Assignment: Would you output the whole of the data exactly?

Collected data

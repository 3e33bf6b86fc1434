//! Byte-budgeted allocator.
//!
//! Wraps the system allocator and refuses any request that would push the
//! live byte count past a fixed budget. Arrays use it to cap memory for a
//! pipeline stage, and tests use it to force allocation failure on demand.

use crate::{AllocError, AllocResult, AllocStats, Allocator, SystemAllocator};
use std::alloc::Layout;
use std::ptr::NonNull;
use std::sync::atomic::{AtomicUsize, Ordering};

/// An allocator that fails once `budget` live bytes are in use.
#[derive(Debug)]
pub struct BudgetAllocator {
    inner: SystemAllocator,
    budget: usize,
    in_use: AtomicUsize,
}

impl BudgetAllocator {
    /// Create an allocator that will hand out at most `budget` live bytes.
    #[must_use]
    pub const fn new(budget: usize) -> Self {
        Self {
            inner: SystemAllocator::new(),
            budget,
            in_use: AtomicUsize::new(0),
        }
    }

    /// Total budget in bytes.
    #[must_use]
    pub const fn budget(&self) -> usize {
        self.budget
    }

    /// Bytes still available.
    #[must_use]
    pub fn remaining(&self) -> usize {
        self.budget
            .saturating_sub(self.in_use.load(Ordering::Acquire))
    }

    fn reserve(&self, size: usize) -> AllocResult<()> {
        let mut current = self.in_use.load(Ordering::Acquire);
        loop {
            let remaining = self.budget.saturating_sub(current);
            if size > remaining {
                tracing::debug!(requested = size, remaining, "allocation budget exhausted");
                return Err(AllocError::BudgetExhausted {
                    requested: size,
                    remaining,
                });
            }
            match self.in_use.compare_exchange_weak(
                current,
                current + size,
                Ordering::AcqRel,
                Ordering::Acquire,
            ) {
                Ok(_) => return Ok(()),
                Err(actual) => current = actual,
            }
        }
    }

    fn unreserve(&self, size: usize) {
        self.in_use.fetch_sub(size, Ordering::AcqRel);
    }
}

impl Allocator for BudgetAllocator {
    fn name(&self) -> &'static str {
        "budget"
    }

    unsafe fn allocate(&self, layout: Layout) -> AllocResult<NonNull<u8>> {
        self.reserve(layout.size())?;
        match unsafe { self.inner.allocate(layout) } {
            Ok(ptr) => Ok(ptr),
            Err(e) => {
                self.unreserve(layout.size());
                Err(e)
            }
        }
    }

    unsafe fn allocate_zeroed(&self, layout: Layout) -> AllocResult<NonNull<u8>> {
        self.reserve(layout.size())?;
        match unsafe { self.inner.allocate_zeroed(layout) } {
            Ok(ptr) => Ok(ptr),
            Err(e) => {
                self.unreserve(layout.size());
                Err(e)
            }
        }
    }

    unsafe fn deallocate(&self, ptr: NonNull<u8>, layout: Layout) {
        unsafe { self.inner.deallocate(ptr, layout) };
        self.unreserve(layout.size());
    }

    fn stats(&self) -> Option<&AllocStats> {
        self.inner.stats()
    }
}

Exercise output:
repository 3e33bf6b86fc1434
//! Byte-budgeted allocator.
//!
//! Wraps the system allocator and refuses any request that would push the
//! live byte count past a fixed budget. Arrays use it to cap memory for a
//! pipeline stage, and tests use it to force allocation failure on demand.

use crate::{AllocError, AllocResult, AllocStats, Allocator, SystemAllocator};
use std::alloc::Layout;
use std::ptr::NonNull;
use std::sync::atomic::{AtomicUsize, Ordering};

/// An allocator that fails once `budget` live bytes are in use.
#[derive(Debug)]
pub struct BudgetAllocator {
    inner: SystemAllocator,
    budget: usize,
    in_use: AtomicUsize,
}

impl BudgetAllocator {
    /// Create an allocator that will hand out at most `budget` live bytes.
    #[must_use]
    pub const fn new(budget: usize) -> Self {
        Self {
            inner: SystemAllocator::new(),
            budget,
            in_use: AtomicUsize::new(0),
        }
    }

    /// Total budget in bytes.
    #[must_use]
    pub const fn budget(&self) -> usize {
        self.budget
    }

    /// Bytes still available.
    #[must_use]
    pub fn remaining(&self) -> usize {
        self.budget
            .saturating_sub(self.in_use.load(Ordering::Acquire))
    }

    fn reserve(&self, size: usize) -> AllocResult<()> {
        let mut current = self.in_use.load(Ordering::Acquire);
        loop {
            let remaining = self.budget.saturating_sub(current);
            if size > remaining {
                tracing::debug!(requested = size, remaining, "allocation budget exhausted");
                return Err(AllocError::BudgetExhausted {
                    requested: size,
                    remaining,
                });
            }
            match self.in_use.compare_exchange_weak(
                current,
                current + size,
                Ordering::AcqRel,
                Ordering::Acquire,
            ) {
                Ok(_) => return Ok(()),
                Err(actual) => current = actual,
            }
        }
    }

    fn unreserve(&self, size: usize) {
        self.in_use.fetch_sub(size, Ordering::AcqRel);
    }
}

impl Allocator for BudgetAllocator {
    fn name(&self) -> &'static str {
        "budget"
    }

    unsafe fn allocate(&self, layout: Layout) -> AllocResult<NonNull<u8>> {
        self.reserve(layout.size())?;
        match unsafe { self.inner.allocate(layout) } {
            Ok(ptr) => Ok(ptr),
            Err(e) => {
                self.unreserve(layout.size());
                Err(e)
            }
        }
    }

    unsafe fn allocate_zeroed(&self, layout: Layout) -> AllocResult<NonNull<u8>> {
        self.reserve(layout.size())?;
        match unsafe { self.inner.allocate_zeroed(layout) } {
            Ok(ptr) => Ok(ptr),
            Err(e) => {
                self.unreserve(layout.size());
                Err(e)
            }
        }
    }

    unsafe fn deallocate(&self, ptr: NonNull<u8>, layout: Layout) {
        unsafe { self.inner.deallocate(ptr, layout) };
        self.unreserve(layout.size());
    }

    fn stats(&self) -> Option<&AllocStats> {
        self.inner.stats()
    }
}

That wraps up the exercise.